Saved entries
((

//! storez-memory - In-memory content store.
//!
//! Meant for tests and as the default store when nothing else is
//! configured. Collections keep entries in insertion order and support
//! partial-update writes through [`MemoryCollection::put`].

mod collection;
mod store;

pub use collection::MemoryCollection;
pub use store::{ADAPTER, MemoryStore};
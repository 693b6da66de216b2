pub mod correlation;
pub mod dataset;
pub mod health;
pub mod incidents;
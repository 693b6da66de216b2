//! Core domain types shared by the loader, filter pipeline, aggregator
//! and weather correlator.
//!
//! `IncidentRecord` is the normalized, fully-typed shape every raw CSV row
//! is converted into exactly once at load time. Everything downstream treats
//! records as immutable.

use std::collections::BTreeSet;

use chrono::{DateTime, NaiveDate, Utc};
use serde::{Deserialize, Serialize};
use utoipa::ToSchema;

/// Separator between segments of the hierarchical incident type column,
/// e.g. `"FIRE||STRUCTURE FIRE||COOKING FIRE"`.
pub const TYPE_PATH_SEPARATOR: &str = "||";

/// Fill value for missing categorical fields.
pub const UNKNOWN: &str = "Unknown";

/// One validated incident report.
#[derive(Debug, Clone, PartialEq, Serialize, ToSchema)]
pub struct IncidentRecord {
    /// Alarm timestamp, normalized to UTC.
    pub alarm_time: DateTime<Utc>,
    /// Day of `alarm_time`, precomputed once for day-granular filtering
    /// and grouping.
    pub date: NaiveDate,
    pub cleared_time: Option<DateTime<Utc>>,
    /// Cleared minus alarm, in minutes. `Some` only when positive.
    pub mission_duration_minutes: Option<f64>,
    /// `Some` only when the source value parsed and is non-negative.
    pub response_time_minutes: Option<f64>,
    pub latitude: f64,
    pub longitude: f64,
    /// Derived once from the coordinates by the land classifier.
    pub on_land: bool,
    /// Hierarchical type labels, most general first.
    pub incident_type_path: Vec<String>,
    /// Last segment of the type path.
    pub specific_incident_type: String,
    pub incident_category: String,
    pub incident_description: String,
    /// Two-letter state code, uppercased.
    pub state: String,
    /// City name, title-cased.
    pub city: String,
    pub transport_disposition: String,
    pub patient_status: String,
    pub fire_suppression_effectiveness: String,
    pub animals_rescued: u32,
    pub units_responded: u32,
    pub has_smoke_alarm: bool,
    pub has_fire_alarm: bool,
    pub has_other_alarm: bool,
}

/// Land/water selector for the location predicate.
#[derive(Debug, Clone, Copy, PartialEq, Eq, Default, Serialize, Deserialize, ToSchema)]
#[serde(rename_all = "snake_case")]
pub enum LocationFilter {
    #[default]
    All,
    Land,
    Water,
}

/// One filter selection. Constructed fresh per request and never mutated
/// during evaluation; an absent field means "no constraint".
#[derive(Debug, Clone, PartialEq, Default, Serialize, Deserialize, ToSchema)]
#[serde(default)]
pub struct FilterCriteria {
    /// Inclusive lower day bound.
    pub start_date: Option<NaiveDate>,
    /// Inclusive upper day bound.
    pub end_date: Option<NaiveDate>,
    pub location: LocationFilter,
    pub category: Option<String>,
    /// Set membership over `incident_description`.
    pub descriptions: Option<BTreeSet<String>>,
    pub state: Option<String>,
    pub city: Option<String>,
    pub specific_incident_type: Option<String>,
}

/// Incident count for one calendar day.
#[derive(Debug, Clone, Copy, PartialEq, Eq, Serialize, Deserialize, ToSchema)]
pub struct DailyAggregate {
    pub date: NaiveDate,
    pub incident_count: u64,
}

/// Observed weather for one day at one representative coordinate.
/// Absence of a sample always means the fetch failed, never "zero weather".
#[derive(Debug, Clone, Copy, PartialEq, Serialize, Deserialize, ToSchema)]
pub struct WeatherSample {
    pub max_temp_c: f64,
    pub total_precipitation_mm: f64,
}
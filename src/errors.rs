use axum::http::StatusCode;
use axum::response::{IntoResponse, Response};
use serde::Serialize;
use utoipa::ToSchema;

/// Standard error response body.
#[derive(Debug, Serialize, ToSchema)]
pub struct ErrorResponse {
    /// Human-readable error message
    pub error: String,
}

#[derive(Debug, thiserror::Error)]
pub enum AppError {
    #[error("Not found: {0}")]
    NotFound(String),

    #[error("Bad request: {0}")]
    BadRequest(String),

    #[error("External service error: {0}")]
    ExternalServiceError(String),

    #[error("Dataset error: {0}")]
    DatasetError(#[from] crate::data::loader::LoadError),
}

impl IntoResponse for AppError {
    fn into_response(self) -> Response {
        let (status, message) = match &self {
            AppError::NotFound(msg) => (StatusCode::NOT_FOUND, msg.clone()),
            AppError::BadRequest(msg) => (StatusCode::BAD_REQUEST, msg.clone()),
            AppError::ExternalServiceError(msg) => (StatusCode::BAD_GATEWAY, msg.clone()),
            AppError::DatasetError(err) => {
                tracing::error!("Dataset error: {:?}", err);
                (
                    StatusCode::INTERNAL_SERVER_ERROR,
                    format!("Dataset failed to load: {}", err),
                )
            }
        };

        (status, axum::Json(ErrorResponse { error: message })).into_response()
    }
}

impl From<crate::services::filter::InvalidCriteria> for AppError {
    fn from(err: crate::services::filter::InvalidCriteria) -> Self {
        AppError::BadRequest(err.to_string())
    }
}

impl From<crate::services::weather::WeatherError> for AppError {
    fn from(err: crate::services::weather::WeatherError) -> Self {
        AppError::ExternalServiceError(format!("Weather fetch failed: {}", err))
    }
}
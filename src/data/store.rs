//! Keyed in-memory dataset cache.
//!
//! A dataset is identified by its canonical path, the normalization options
//! it was loaded under, and a SHA-256 content fingerprint. A load request
//! for an unchanged file returns the cached `Arc<Dataset>`; a changed
//! fingerprint replaces the entry. There is no other invalidation path and
//! nothing persists across runs.

use std::collections::HashMap;
use std::fs;
use std::path::Path;
use std::sync::{Arc, RwLock};

use chrono::Utc;

use crate::data::loader::{self, Dataset, LoadError, NormalizeOptions};
use crate::services::landmask::LandClassifier;

#[derive(Default)]
pub struct DatasetCache {
    entries: RwLock<HashMap<String, Arc<Dataset>>>,
}

impl DatasetCache {
    pub fn new() -> Self {
        Self::default()
    }

    /// Load a dataset through the cache.
    ///
    /// The file is always read to fingerprint it; normalization only runs
    /// when the content changed since the last load of the same path.
    pub fn load(
        &self,
        path: &Path,
        classifier: &dyn LandClassifier,
        options: NormalizeOptions,
    ) -> Result<Arc<Dataset>, LoadError> {
        let bytes = fs::read(path)?;
        let fingerprint = loader::fingerprint(&bytes);
        let key = cache_key(path, options);

        if let Some(cached) = self.entries.read().unwrap_or_else(|e| e.into_inner()).get(&key) {
            if cached.fingerprint == fingerprint {
                tracing::debug!(path = %path.display(), "dataset cache hit");
                return Ok(Arc::clone(cached));
            }
            tracing::info!(path = %path.display(), "dataset changed on disk, reloading");
        }

        let text = String::from_utf8_lossy(&bytes);
        let (records, dropped_rows) = loader::parse_dataset(&text, classifier, options)?;
        tracing::info!(
            path = %path.display(),
            records = records.len(),
            dropped = dropped_rows,
            "dataset loaded"
        );
        let dataset = Arc::new(Dataset {
            records,
            dropped_rows,
            fingerprint,
            loaded_at: Utc::now(),
        });
        self.entries
            .write()
            .unwrap_or_else(|e| e.into_inner())
            .insert(key, Arc::clone(&dataset));
        Ok(dataset)
    }
}

fn cache_key(path: &Path, options: NormalizeOptions) -> String {
    let canonical = path.canonicalize().unwrap_or_else(|_| path.to_path_buf());
    format!(
        "{}::strict={}",
        canonical.to_string_lossy(),
        options.require_positive_durations
    )
}
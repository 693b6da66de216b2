//! OpenWeatherMap day-summary client.
//!
//! Fetches the observed daily maximum temperature and total precipitation
//! for one (coordinate, date). The base URL is injectable so tests can
//! point the client at a mock server.
//! See: https://openweathermap.org/api/one-call-3#history_daily_aggregation

use chrono::NaiveDate;
use serde::Deserialize;
use std::collections::HashMap;
use std::sync::RwLock;

use crate::data::models::WeatherSample;
use crate::helpers::round_coordinate;

/// Production endpoint root.
pub const DEFAULT_BASE_URL: &str = "https://api.openweathermap.org";

#[derive(Debug, thiserror::Error)]
pub enum WeatherError {
    #[error("request failed: {0}")]
    Request(#[from] reqwest::Error),

    #[error("weather service returned HTTP {0}")]
    Http(u16),

    #[error("day summary response missing field '{0}'")]
    MissingField(&'static str),
}

/// Client for the day-summary endpoint.
#[derive(Debug, Clone)]
pub struct WeatherClient {
    client: reqwest::Client,
    base_url: String,
    api_key: String,
}

// --- day-summary JSON response types ---

#[derive(Debug, Deserialize)]
struct DaySummaryResponse {
    temperature: Option<TemperatureBlock>,
    precipitation: Option<PrecipitationBlock>,
}

#[derive(Debug, Deserialize)]
struct TemperatureBlock {
    max: Option<f64>,
}

#[derive(Debug, Deserialize)]
struct PrecipitationBlock {
    total: Option<f64>,
}

impl WeatherClient {
    pub fn new(base_url: &str, api_key: &str) -> Self {
        let client = reqwest::Client::builder()
            .build()
            .expect("Failed to build HTTP client");
        Self {
            client,
            base_url: base_url.trim_end_matches('/').to_string(),
            api_key: api_key.to_string(),
        }
    }

    /// Fetch the day summary for one coordinate and date.
    ///
    /// Any failure mode (transport, non-2xx, missing fields) is a single
    /// `WeatherError`; the caller decides whether that sinks the batch.
    pub async fn fetch_day_summary(
        &self,
        lat: f64,
        lon: f64,
        date: NaiveDate,
    ) -> Result<WeatherSample, WeatherError> {
        // Coordinates are rounded to 4 decimal places so the request and
        // the fetch-cache key agree on identity.
        let url = format!(
            "{}/data/3.0/onecall/day_summary?lat={:.4}&lon={:.4}&date={}&units=metric&appid={}",
            self.base_url,
            round_coordinate(lat),
            round_coordinate(lon),
            date.format("%Y-%m-%d"),
            self.api_key
        );

        let response = self.client.get(&url).send().await?;
        if !response.status().is_success() {
            return Err(WeatherError::Http(response.status().as_u16()));
        }

        let body: DaySummaryResponse = response.json().await?;
        let max_temp_c = body
            .temperature
            .and_then(|t| t.max)
            .ok_or(WeatherError::MissingField("temperature.max"))?;
        let total_precipitation_mm = body
            .precipitation
            .and_then(|p| p.total)
            .ok_or(WeatherError::MissingField("precipitation.total"))?;

        Ok(WeatherSample {
            max_temp_c,
            total_precipitation_mm,
        })
    }
}

/// Fetch-cache key: coordinate at 4 decimal places plus the date.
#[derive(Debug, Clone, Copy, PartialEq, Eq, Hash)]
pub struct WeatherKey {
    lat_e4: i64,
    lon_e4: i64,
    date: NaiveDate,
}

impl WeatherKey {
    pub fn new(lat: f64, lon: f64, date: NaiveDate) -> Self {
        Self {
            lat_e4: (lat * 10_000.0).round() as i64,
            lon_e4: (lon * 10_000.0).round() as i64,
            date,
        }
    }
}

/// In-memory cache of completed day-summary fetches. Failures are never
/// cached; a failed day is retried on the next batch that needs it.
#[derive(Debug, Default)]
pub struct WeatherCache {
    entries: RwLock<HashMap<WeatherKey, WeatherSample>>,
}

impl WeatherCache {
    pub fn new() -> Self {
        Self::default()
    }

    pub fn get(&self, key: &WeatherKey) -> Option<WeatherSample> {
        self.entries
            .read()
            .unwrap_or_else(|e| e.into_inner())
            .get(key)
            .copied()
    }

    pub fn insert(&self, key: WeatherKey, sample: WeatherSample) {
        self.entries
            .write()
            .unwrap_or_else(|e| e.into_inner())
            .insert(key, sample);
    }
}

#[cfg(test)]
mod tests {
    use super::*;
    use wiremock::matchers::{method, path, query_param};
    use wiremock::{Mock, MockServer, ResponseTemplate};

    fn day_summary_body(max: f64, total: f64) -> serde_json::Value {
        serde_json::json!({
            "lat": 32.7767,
            "lon": -96.797,
            "date": "2024-03-01",
            "units": "metric",
            "temperature": { "min": 8.1, "max": max, "afternoon": max - 2.0 },
            "precipitation": { "total": total }
        })
    }

    #[tokio::test]
    async fn test_fetch_day_summary_success() {
        let server = MockServer::start().await;
        Mock::given(method("GET"))
            .and(path("/data/3.0/onecall/day_summary"))
            .and(query_param("lat", "32.7767"))
            .and(query_param("date", "2024-03-01"))
            .and(query_param("appid", "test-key"))
            .respond_with(ResponseTemplate::new(200).set_body_json(day_summary_body(21.4, 0.6)))
            .mount(&server)
            .await;

        let client = WeatherClient::new(&server.uri(), "test-key");
        let sample = client
            .fetch_day_summary(32.7767, -96.797, NaiveDate::from_ymd_opt(2024, 3, 1).unwrap())
            .await
            .unwrap();
        assert_eq!(sample.max_temp_c, 21.4);
        assert_eq!(sample.total_precipitation_mm, 0.6);
    }

    #[tokio::test]
    async fn test_fetch_day_summary_http_error() {
        let server = MockServer::start().await;
        Mock::given(method("GET"))
            .respond_with(ResponseTemplate::new(500))
            .mount(&server)
            .await;

        let client = WeatherClient::new(&server.uri(), "test-key");
        let err = client
            .fetch_day_summary(32.7767, -96.797, NaiveDate::from_ymd_opt(2024, 3, 1).unwrap())
            .await
            .unwrap_err();
        assert!(matches!(err, WeatherError::Http(500)));
    }

    #[tokio::test]
    async fn test_fetch_day_summary_missing_temperature() {
        let server = MockServer::start().await;
        Mock::given(method("GET"))
            .respond_with(ResponseTemplate::new(200).set_body_json(serde_json::json!({
                "precipitation": { "total": 1.2 }
            })))
            .mount(&server)
            .await;

        let client = WeatherClient::new(&server.uri(), "test-key");
        let err = client
            .fetch_day_summary(32.7767, -96.797, NaiveDate::from_ymd_opt(2024, 3, 1).unwrap())
            .await
            .unwrap_err();
        assert!(matches!(err, WeatherError::MissingField("temperature.max")));
    }

    #[test]
    fn test_weather_key_identity_at_4dp() {
        let date = NaiveDate::from_ymd_opt(2024, 3, 1).unwrap();
        // Sub-4dp noise maps to the same key.
        assert_eq!(
            WeatherKey::new(32.776_700_1, -96.797_000_2, date),
            WeatherKey::new(32.7767, -96.797, date)
        );
        assert_ne!(
            WeatherKey::new(32.7767, -96.797, date),
            WeatherKey::new(32.7768, -96.797, date)
        );
    }

    #[test]
    fn test_weather_cache_roundtrip() {
        let cache = WeatherCache::new();
        let key = WeatherKey::new(32.7767, -96.797, NaiveDate::from_ymd_opt(2024, 3, 1).unwrap());
        assert!(cache.get(&key).is_none());

        let sample = WeatherSample {
            max_temp_c: 21.4,
            total_precipitation_mm: 0.6,
        };
        cache.insert(key, sample);
        assert_eq!(cache.get(&key), Some(sample));
    }
}
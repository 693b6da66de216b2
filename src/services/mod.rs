pub mod aggregate;
pub mod correlate;
pub mod filter;
pub mod landmask;
pub mod weather;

))

◆ What is expected ◆
Search each line of the data above for "bytes", and copy the lines where it occurs.

◆ Task response ◆
        let bytes = fs::read(path)?;
        let fingerprint = loader::fingerprint(&bytes);
        let text = String::from_utf8_lossy(&bytes);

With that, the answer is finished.